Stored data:
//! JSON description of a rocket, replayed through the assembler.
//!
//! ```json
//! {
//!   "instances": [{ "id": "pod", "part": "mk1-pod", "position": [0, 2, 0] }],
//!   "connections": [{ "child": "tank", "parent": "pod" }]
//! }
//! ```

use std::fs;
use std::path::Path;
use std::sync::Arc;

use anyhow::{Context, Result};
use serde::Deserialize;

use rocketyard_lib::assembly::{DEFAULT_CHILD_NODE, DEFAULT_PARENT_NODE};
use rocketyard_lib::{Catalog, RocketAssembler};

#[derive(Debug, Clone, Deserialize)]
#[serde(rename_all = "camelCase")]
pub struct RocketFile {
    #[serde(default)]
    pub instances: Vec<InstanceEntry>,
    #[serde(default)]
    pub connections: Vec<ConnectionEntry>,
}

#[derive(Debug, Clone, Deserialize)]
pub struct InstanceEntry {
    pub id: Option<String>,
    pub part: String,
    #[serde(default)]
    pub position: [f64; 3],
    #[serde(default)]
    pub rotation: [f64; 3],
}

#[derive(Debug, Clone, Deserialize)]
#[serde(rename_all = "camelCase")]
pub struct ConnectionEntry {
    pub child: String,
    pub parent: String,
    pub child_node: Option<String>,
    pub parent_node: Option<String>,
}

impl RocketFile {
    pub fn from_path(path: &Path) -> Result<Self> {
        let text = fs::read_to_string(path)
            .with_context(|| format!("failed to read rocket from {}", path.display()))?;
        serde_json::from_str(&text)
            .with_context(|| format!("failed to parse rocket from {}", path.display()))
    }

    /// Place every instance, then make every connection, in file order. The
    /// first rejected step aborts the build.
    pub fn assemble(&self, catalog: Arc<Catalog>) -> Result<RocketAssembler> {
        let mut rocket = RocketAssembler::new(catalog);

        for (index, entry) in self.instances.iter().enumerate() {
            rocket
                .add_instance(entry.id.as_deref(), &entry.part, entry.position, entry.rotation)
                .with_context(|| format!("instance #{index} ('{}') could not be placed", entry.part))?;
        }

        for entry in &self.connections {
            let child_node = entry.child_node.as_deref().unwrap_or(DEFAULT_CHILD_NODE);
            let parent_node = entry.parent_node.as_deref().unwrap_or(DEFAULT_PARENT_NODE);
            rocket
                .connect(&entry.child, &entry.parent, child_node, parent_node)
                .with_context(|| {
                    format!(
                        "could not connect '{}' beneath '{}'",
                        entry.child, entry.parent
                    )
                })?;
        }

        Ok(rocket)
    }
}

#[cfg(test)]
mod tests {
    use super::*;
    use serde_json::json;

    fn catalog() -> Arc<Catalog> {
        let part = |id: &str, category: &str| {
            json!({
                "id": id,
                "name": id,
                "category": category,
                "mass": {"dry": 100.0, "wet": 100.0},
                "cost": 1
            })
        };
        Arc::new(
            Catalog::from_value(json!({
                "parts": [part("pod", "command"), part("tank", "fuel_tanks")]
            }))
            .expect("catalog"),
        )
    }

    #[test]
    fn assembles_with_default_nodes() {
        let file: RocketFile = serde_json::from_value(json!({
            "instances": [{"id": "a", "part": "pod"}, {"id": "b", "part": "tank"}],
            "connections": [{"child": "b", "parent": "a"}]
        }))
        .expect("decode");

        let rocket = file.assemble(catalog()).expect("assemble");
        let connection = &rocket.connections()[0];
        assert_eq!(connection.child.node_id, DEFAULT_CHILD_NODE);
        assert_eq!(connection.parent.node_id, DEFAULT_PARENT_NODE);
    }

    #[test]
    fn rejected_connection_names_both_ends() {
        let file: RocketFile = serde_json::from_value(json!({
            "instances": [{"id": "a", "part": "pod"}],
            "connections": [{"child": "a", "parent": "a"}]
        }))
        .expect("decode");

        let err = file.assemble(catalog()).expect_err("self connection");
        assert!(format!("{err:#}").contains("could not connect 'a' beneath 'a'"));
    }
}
==
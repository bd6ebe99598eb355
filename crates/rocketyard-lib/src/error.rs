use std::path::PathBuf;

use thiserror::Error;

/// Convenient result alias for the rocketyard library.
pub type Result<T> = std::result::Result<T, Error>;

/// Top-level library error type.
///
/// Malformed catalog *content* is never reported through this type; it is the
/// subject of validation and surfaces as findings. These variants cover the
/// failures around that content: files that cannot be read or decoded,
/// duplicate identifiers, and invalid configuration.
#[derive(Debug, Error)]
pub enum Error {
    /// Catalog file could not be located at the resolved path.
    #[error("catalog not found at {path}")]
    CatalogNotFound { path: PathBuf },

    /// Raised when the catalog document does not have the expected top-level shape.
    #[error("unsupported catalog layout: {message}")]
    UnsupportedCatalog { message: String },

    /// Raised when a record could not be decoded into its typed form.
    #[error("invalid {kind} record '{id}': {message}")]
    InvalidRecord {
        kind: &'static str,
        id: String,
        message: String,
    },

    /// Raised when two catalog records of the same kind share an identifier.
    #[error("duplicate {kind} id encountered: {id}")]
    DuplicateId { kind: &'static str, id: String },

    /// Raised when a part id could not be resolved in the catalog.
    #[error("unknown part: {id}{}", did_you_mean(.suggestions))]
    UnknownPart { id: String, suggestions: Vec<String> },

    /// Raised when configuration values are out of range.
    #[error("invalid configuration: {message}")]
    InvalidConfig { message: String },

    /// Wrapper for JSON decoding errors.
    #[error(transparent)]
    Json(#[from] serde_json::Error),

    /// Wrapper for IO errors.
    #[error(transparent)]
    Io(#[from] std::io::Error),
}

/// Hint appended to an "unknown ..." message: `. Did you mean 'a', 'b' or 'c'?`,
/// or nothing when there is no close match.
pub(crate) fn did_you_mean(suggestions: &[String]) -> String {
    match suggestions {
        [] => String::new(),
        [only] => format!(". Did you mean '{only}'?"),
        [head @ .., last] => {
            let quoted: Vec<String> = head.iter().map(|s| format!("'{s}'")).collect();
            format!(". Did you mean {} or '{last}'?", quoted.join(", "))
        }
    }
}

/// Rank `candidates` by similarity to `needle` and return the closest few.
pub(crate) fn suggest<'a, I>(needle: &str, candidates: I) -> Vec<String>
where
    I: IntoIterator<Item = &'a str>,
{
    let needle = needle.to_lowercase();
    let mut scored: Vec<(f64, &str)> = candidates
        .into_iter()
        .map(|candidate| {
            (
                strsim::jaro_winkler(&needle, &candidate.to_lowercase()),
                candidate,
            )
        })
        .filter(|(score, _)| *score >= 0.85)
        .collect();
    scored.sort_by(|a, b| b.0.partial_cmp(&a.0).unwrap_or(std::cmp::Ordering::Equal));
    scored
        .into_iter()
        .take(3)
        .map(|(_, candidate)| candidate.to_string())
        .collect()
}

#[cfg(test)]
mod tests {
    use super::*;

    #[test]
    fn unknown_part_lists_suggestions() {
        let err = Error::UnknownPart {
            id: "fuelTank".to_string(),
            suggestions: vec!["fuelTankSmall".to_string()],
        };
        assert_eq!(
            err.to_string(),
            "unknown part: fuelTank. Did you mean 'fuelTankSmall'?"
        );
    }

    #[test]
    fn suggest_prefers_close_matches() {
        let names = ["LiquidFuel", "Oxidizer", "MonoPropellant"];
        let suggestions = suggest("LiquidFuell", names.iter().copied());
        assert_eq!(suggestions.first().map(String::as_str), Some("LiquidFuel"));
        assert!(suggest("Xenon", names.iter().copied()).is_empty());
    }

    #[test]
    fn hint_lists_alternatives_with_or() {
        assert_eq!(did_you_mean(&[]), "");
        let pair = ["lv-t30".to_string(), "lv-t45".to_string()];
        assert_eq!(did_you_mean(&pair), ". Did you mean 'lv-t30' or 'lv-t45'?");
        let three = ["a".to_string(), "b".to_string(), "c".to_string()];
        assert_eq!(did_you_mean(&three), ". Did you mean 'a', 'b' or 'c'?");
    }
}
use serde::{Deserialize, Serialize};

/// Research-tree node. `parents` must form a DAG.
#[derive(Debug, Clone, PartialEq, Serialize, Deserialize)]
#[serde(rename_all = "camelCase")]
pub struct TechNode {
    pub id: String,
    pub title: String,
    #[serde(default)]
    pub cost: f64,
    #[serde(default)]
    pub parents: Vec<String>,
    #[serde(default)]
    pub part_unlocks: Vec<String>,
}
* * *
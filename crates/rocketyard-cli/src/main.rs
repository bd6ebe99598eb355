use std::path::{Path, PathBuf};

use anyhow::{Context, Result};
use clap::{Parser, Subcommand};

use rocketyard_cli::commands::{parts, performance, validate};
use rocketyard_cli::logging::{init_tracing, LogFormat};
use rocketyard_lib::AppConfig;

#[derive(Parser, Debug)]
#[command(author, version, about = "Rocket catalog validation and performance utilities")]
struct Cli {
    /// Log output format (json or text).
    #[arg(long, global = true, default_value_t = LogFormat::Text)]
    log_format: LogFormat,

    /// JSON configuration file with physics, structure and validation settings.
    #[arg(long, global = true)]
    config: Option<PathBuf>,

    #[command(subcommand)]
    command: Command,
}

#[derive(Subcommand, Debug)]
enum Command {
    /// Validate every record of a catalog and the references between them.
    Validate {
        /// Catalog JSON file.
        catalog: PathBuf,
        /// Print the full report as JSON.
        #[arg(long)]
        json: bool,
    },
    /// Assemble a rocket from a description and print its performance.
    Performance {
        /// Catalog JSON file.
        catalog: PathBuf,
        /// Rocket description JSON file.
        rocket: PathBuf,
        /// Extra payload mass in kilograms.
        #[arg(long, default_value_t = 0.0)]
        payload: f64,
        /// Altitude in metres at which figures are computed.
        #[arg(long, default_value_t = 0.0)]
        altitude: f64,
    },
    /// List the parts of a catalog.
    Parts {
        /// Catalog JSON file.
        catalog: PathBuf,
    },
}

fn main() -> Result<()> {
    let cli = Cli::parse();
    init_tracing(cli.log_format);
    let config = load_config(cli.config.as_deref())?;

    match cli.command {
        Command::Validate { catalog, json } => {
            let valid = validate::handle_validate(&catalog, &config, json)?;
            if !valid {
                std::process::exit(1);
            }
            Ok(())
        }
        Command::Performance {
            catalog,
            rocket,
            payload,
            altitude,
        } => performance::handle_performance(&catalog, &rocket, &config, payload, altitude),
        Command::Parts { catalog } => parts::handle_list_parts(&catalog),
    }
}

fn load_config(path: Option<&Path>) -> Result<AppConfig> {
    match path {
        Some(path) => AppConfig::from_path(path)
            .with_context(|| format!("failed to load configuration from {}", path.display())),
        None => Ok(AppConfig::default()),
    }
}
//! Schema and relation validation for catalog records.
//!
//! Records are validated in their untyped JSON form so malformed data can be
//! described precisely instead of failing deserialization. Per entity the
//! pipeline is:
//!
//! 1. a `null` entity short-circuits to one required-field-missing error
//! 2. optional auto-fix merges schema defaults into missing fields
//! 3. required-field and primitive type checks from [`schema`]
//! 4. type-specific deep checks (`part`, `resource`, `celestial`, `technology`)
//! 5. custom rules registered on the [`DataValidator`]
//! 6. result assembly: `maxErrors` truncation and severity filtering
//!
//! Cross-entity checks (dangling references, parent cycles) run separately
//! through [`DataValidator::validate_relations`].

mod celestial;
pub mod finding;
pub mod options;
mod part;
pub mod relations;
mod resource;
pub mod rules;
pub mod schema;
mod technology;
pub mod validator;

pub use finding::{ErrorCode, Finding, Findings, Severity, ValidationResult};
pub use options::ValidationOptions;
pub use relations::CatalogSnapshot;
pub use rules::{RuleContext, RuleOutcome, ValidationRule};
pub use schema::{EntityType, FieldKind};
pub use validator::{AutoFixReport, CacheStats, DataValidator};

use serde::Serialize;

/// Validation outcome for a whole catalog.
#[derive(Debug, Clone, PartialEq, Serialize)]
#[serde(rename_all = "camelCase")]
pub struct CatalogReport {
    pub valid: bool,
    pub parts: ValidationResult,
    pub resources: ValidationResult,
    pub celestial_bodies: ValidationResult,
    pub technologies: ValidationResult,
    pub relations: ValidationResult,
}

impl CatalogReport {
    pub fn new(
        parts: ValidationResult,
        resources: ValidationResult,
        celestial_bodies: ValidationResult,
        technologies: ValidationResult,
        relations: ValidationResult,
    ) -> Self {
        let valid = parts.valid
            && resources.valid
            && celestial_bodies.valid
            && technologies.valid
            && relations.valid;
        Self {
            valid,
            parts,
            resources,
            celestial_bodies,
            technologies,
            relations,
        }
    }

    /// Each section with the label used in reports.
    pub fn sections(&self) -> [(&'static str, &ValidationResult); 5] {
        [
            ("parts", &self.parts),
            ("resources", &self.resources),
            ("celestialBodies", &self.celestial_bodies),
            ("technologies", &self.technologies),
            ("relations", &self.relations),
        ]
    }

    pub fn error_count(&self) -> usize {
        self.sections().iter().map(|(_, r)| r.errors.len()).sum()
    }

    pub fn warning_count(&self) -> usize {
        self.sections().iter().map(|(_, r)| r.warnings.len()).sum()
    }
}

## Exercise description
Would you copy each line of the records that contains "Wrapper"?

## Your response
    /// Wrapper for JSON decoding errors.
    /// Wrapper for IO errors.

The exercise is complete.